use rand::Rng;
use serde::{Deserialize, Serialize};
use std::fmt;

/// Number of digits in a retrieval code
pub const CODE_LEN: usize = 6;

/// Opaque reference to one stored shard, as handed out by object storage
#[derive(Debug, Clone, PartialEq, Eq, Hash, Serialize, Deserialize)]
#[serde(transparent)]
pub struct Locator(String);

impl Locator {
    pub fn new(key: impl Into<String>) -> Self {
        Locator(key.into())
    }

    pub fn as_str(&self) -> &str {
        &self.0
    }
}

impl fmt::Display for Locator {
    fn fmt(&self, f: &mut fmt::Formatter<'_>) -> fmt::Result {
        f.write_str(&self.0)
    }
}

/// The short numeric code a recipient types to find a shared file
#[derive(Debug, Clone, PartialEq, Eq, Hash, PartialOrd, Ord, Serialize, Deserialize)]
#[serde(try_from = "String", into = "String")]
pub struct RetrievalCode(String);

impl RetrievalCode {
    /// Draw a uniformly random code from the thread-local CSPRNG.
    pub fn generate() -> Self {
        let n: u32 = rand::thread_rng().gen_range(0..10u32.pow(CODE_LEN as u32));
        RetrievalCode(format!("{n:0width$}", width = CODE_LEN))
    }

    /// Parse user input; surrounding whitespace is ignored.
    pub fn parse(input: &str) -> Option<Self> {
        let s = input.trim();
        if s.len() == CODE_LEN && s.bytes().all(|b| b.is_ascii_digit()) {
            Some(RetrievalCode(s.to_string()))
        } else {
            None
        }
    }

    pub fn as_str(&self) -> &str {
        &self.0
    }
}

impl fmt::Display for RetrievalCode {
    fn fmt(&self, f: &mut fmt::Formatter<'_>) -> fmt::Result {
        f.write_str(&self.0)
    }
}

impl TryFrom<String> for RetrievalCode {
    type Error = String;

    fn try_from(value: String) -> Result<Self, Self::Error> {
        RetrievalCode::parse(&value).ok_or_else(|| format!("invalid retrieval code: {value:?}"))
    }
}

impl From<RetrievalCode> for String {
    fn from(code: RetrievalCode) -> Self {
        code.0
    }
}

/// Lifecycle of a single transfer.
///
/// ```text
/// Idle -> Deriving -> UploadingShards(i/n) -> Finalizing -> Done
///   \________\______________\___________________\______-> Failed(reason)
/// ```
#[derive(Debug, Clone, PartialEq, Eq, Serialize, Deserialize)]
pub enum TransferPhase {
    Idle,
    /// Deriving the shard key from the password
    Deriving,
    /// Shard `index` of `total` is being moved
    UploadingShards { index: u64, total: u64 },
    /// All shards stored; writing the manifest
    Finalizing,
    Done,
    Failed(String),
}

impl TransferPhase {
    pub fn is_terminal(&self) -> bool {
        matches!(self, TransferPhase::Done | TransferPhase::Failed(_))
    }

    /// Whether `next` is a legal successor of `self`.
    pub fn can_advance_to(&self, next: &TransferPhase) -> bool {
        use TransferPhase::*;
        match (self, next) {
            (Done, _) | (Failed(_), _) => false,
            (_, Failed(_)) => true,
            (Idle, Deriving) => true,
            (Deriving, UploadingShards { index: 0, .. }) => true,
            (UploadingShards { index: a, total: t }, UploadingShards { index: b, total: u }) => {
                t == u && *b == a + 1 && b < t
            }
            (UploadingShards { index, total }, Finalizing) => index + 1 == *total,
            (Finalizing, Done) => true,
            _ => false,
        }
    }
}

impl fmt::Display for TransferPhase {
    fn fmt(&self, f: &mut fmt::Formatter<'_>) -> fmt::Result {
        match self {
            TransferPhase::Idle => f.write_str("idle"),
            TransferPhase::Deriving => f.write_str("deriving key"),
            TransferPhase::UploadingShards { index, total } => {
                write!(f, "shard {}/{}", index + 1, total)
            }
            TransferPhase::Finalizing => f.write_str("finalizing"),
            TransferPhase::Done => f.write_str("done"),
            TransferPhase::Failed(reason) => write!(f, "failed: {reason}"),
        }
    }
}
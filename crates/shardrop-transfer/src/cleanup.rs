//! Expiry sweep: delete expired manifests together with their shards.
//!
//! Shards go first. A manifest is removed only once all of its shards are
//! gone, so a partly failed record is picked up again by the next sweep
//! instead of leaking shards. Deletes are idempotent, so overlapping sweeps
//! are harmless.

use serde::Serialize;
use shardrop_core::ShardropResult;
use shardrop_storage::{BlobStore, ShardTransport};
use tracing::{info, warn};

use crate::store::ManifestStore;

/// Outcome of one sweep
#[derive(Debug, Clone, Default, PartialEq, Eq, Serialize)]
pub struct SweepReport {
    /// Expired manifests found
    pub expired: usize,
    /// Manifests deleted (with all of their shards)
    pub removed: usize,
    pub shards_deleted: usize,
    /// Manifests left in place because a shard or manifest delete failed
    pub failed: usize,
}

/// Delete every manifest with `expires_at <= now` and its shards.
///
/// Only listing the expired set can fail the sweep as a whole; errors on a
/// single record are counted in `failed` and logged.
pub async fn sweep_expired<S, M>(
    transport: &ShardTransport<S>,
    store: &M,
    now: u64,
) -> ShardropResult<SweepReport>
where
    S: BlobStore,
    M: ManifestStore,
{
    let expired = store.find_expired(now).await?;
    let mut report = SweepReport {
        expired: expired.len(),
        ..Default::default()
    };

    for manifest in expired {
        let code = &manifest.retrieval_code;
        let total = manifest.shard_locators.len();
        let left = transport.delete_all(&manifest.shard_locators).await;
        report.shards_deleted += total - left.len();

        if !left.is_empty() {
            warn!(code = %code, remaining = left.len(), "expired manifest kept, shard deletes failed");
            report.failed += 1;
            continue;
        }

        match store.delete_by_code(code).await {
            Ok(_) => report.removed += 1,
            Err(e) => {
                warn!(code = %code, error = %e, "expired manifest delete failed");
                report.failed += 1;
            }
        }
    }

    if report.expired > 0 {
        info!(
            expired = report.expired,
            removed = report.removed,
            shards = report.shards_deleted,
            failed = report.failed,
            "expiry sweep finished"
        );
    }
    Ok(report)
}

#[cfg(test)]
mod tests {
    use super::*;
    use crate::manifest::tests::sample;
    use crate::store::MemoryManifestStore;
    use opendal::Operator;
    use shardrop_core::RetrievalCode;
    use shardrop_storage::RetryPolicy;
    use std::time::Duration;

    fn transport() -> ShardTransport<Operator> {
        let op = Operator::new(opendal::services::Memory::default())
            .unwrap()
            .finish();
        ShardTransport::new(
            op,
            "shards",
            RetryPolicy {
                max_attempts: 1,
                delay: Duration::from_millis(1),
                request_timeout: Duration::from_secs(5),
            },
        )
    }

    #[tokio::test]
    async fn sweeps_only_expired_records() {
        let t = transport();
        let store = MemoryManifestStore::new();

        let mut old = sample("100001", 2);
        old.shard_locators = vec![
            t.upload("old", 0, vec![1; 40]).await.unwrap(),
            t.upload("old", 1, vec![1; 40]).await.unwrap(),
        ];
        old.expires_at = 500;
        let mut live = sample("100002", 1);
        live.shard_locators = vec![t.upload("live", 0, vec![2; 40]).await.unwrap()];
        live.expires_at = 5_000;
        store.insert_if_absent(&old).await.unwrap();
        store.insert_if_absent(&live).await.unwrap();

        let report = sweep_expired(&t, &store, 1_000).await.unwrap();
        assert_eq!(
            report,
            SweepReport {
                expired: 1,
                removed: 1,
                shards_deleted: 2,
                failed: 0
            }
        );

        let code = |s: &str| RetrievalCode::parse(s).unwrap();
        assert!(store.find_by_code(&code("100001")).await.unwrap().is_none());
        assert!(store.find_by_code(&code("100002")).await.unwrap().is_some());
        assert!(t.fetch(&old.shard_locators[0], 0).await.is_err());
        assert!(t.fetch(&live.shard_locators[0], 0).await.is_ok());

        // second run finds nothing
        let again = sweep_expired(&t, &store, 1_000).await.unwrap();
        assert_eq!(again, SweepReport::default());
    }

    #[tokio::test]
    async fn already_missing_shards_do_not_block_removal() {
        let t = transport();
        let store = MemoryManifestStore::new();
        let mut gone = sample("100003", 3);
        gone.expires_at = 1;
        store.insert_if_absent(&gone).await.unwrap();

        let report = sweep_expired(&t, &store, 10).await.unwrap();
        assert_eq!(report.removed, 1);
        assert_eq!(report.failed, 0);
    }
}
····················
## WHAT IS BEING ASKED:
Could you reproduce, exactly, every line above from the line with "pub struct RetrievalCode(String);" to the line with "index: 0, ..", and no other line? Both ends count.

## TASK RESULT:
pub struct RetrievalCode(String);

impl RetrievalCode {
    /// Draw a uniformly random code from the thread-local CSPRNG.
    pub fn generate() -> Self {
        let n: u32 = rand::thread_rng().gen_range(0..10u32.pow(CODE_LEN as u32));
        RetrievalCode(format!("{n:0width$}", width = CODE_LEN))
    }

    /// Parse user input; surrounding whitespace is ignored.
    pub fn parse(input: &str) -> Option<Self> {
        let s = input.trim();
        if s.len() == CODE_LEN && s.bytes().all(|b| b.is_ascii_digit()) {
            Some(RetrievalCode(s.to_string()))
        } else {
            None
        }
    }

    pub fn as_str(&self) -> &str {
        &self.0
    }
}

impl fmt::Display for RetrievalCode {
    fn fmt(&self, f: &mut fmt::Formatter<'_>) -> fmt::Result {
        f.write_str(&self.0)
    }
}

impl TryFrom<String> for RetrievalCode {
    type Error = String;

    fn try_from(value: String) -> Result<Self, Self::Error> {
        RetrievalCode::parse(&value).ok_or_else(|| format!("invalid retrieval code: {value:?}"))
    }
}

impl From<RetrievalCode> for String {
    fn from(code: RetrievalCode) -> Self {
        code.0
    }
}

/// Lifecycle of a single transfer.
///
/// ```text
/// Idle -> Deriving -> UploadingShards(i/n) -> Finalizing -> Done
///   \________\______________\___________________\______-> Failed(reason)
/// ```
#[derive(Debug, Clone, PartialEq, Eq, Serialize, Deserialize)]
pub enum TransferPhase {
    Idle,
    /// Deriving the shard key from the password
    Deriving,
    /// Shard `index` of `total` is being moved
    UploadingShards { index: u64, total: u64 },
    /// All shards stored; writing the manifest
    Finalizing,
    Done,
    Failed(String),
}

impl TransferPhase {
    pub fn is_terminal(&self) -> bool {
        matches!(self, TransferPhase::Done | TransferPhase::Failed(_))
    }

    /// Whether `next` is a legal successor of `self`.
    pub fn can_advance_to(&self, next: &TransferPhase) -> bool {
        use TransferPhase::*;
        match (self, next) {
            (Done, _) | (Failed(_), _) => false,
            (_, Failed(_)) => true,
            (Idle, Deriving) => true,
            (Deriving, UploadingShards { index: 0, .. }) => true,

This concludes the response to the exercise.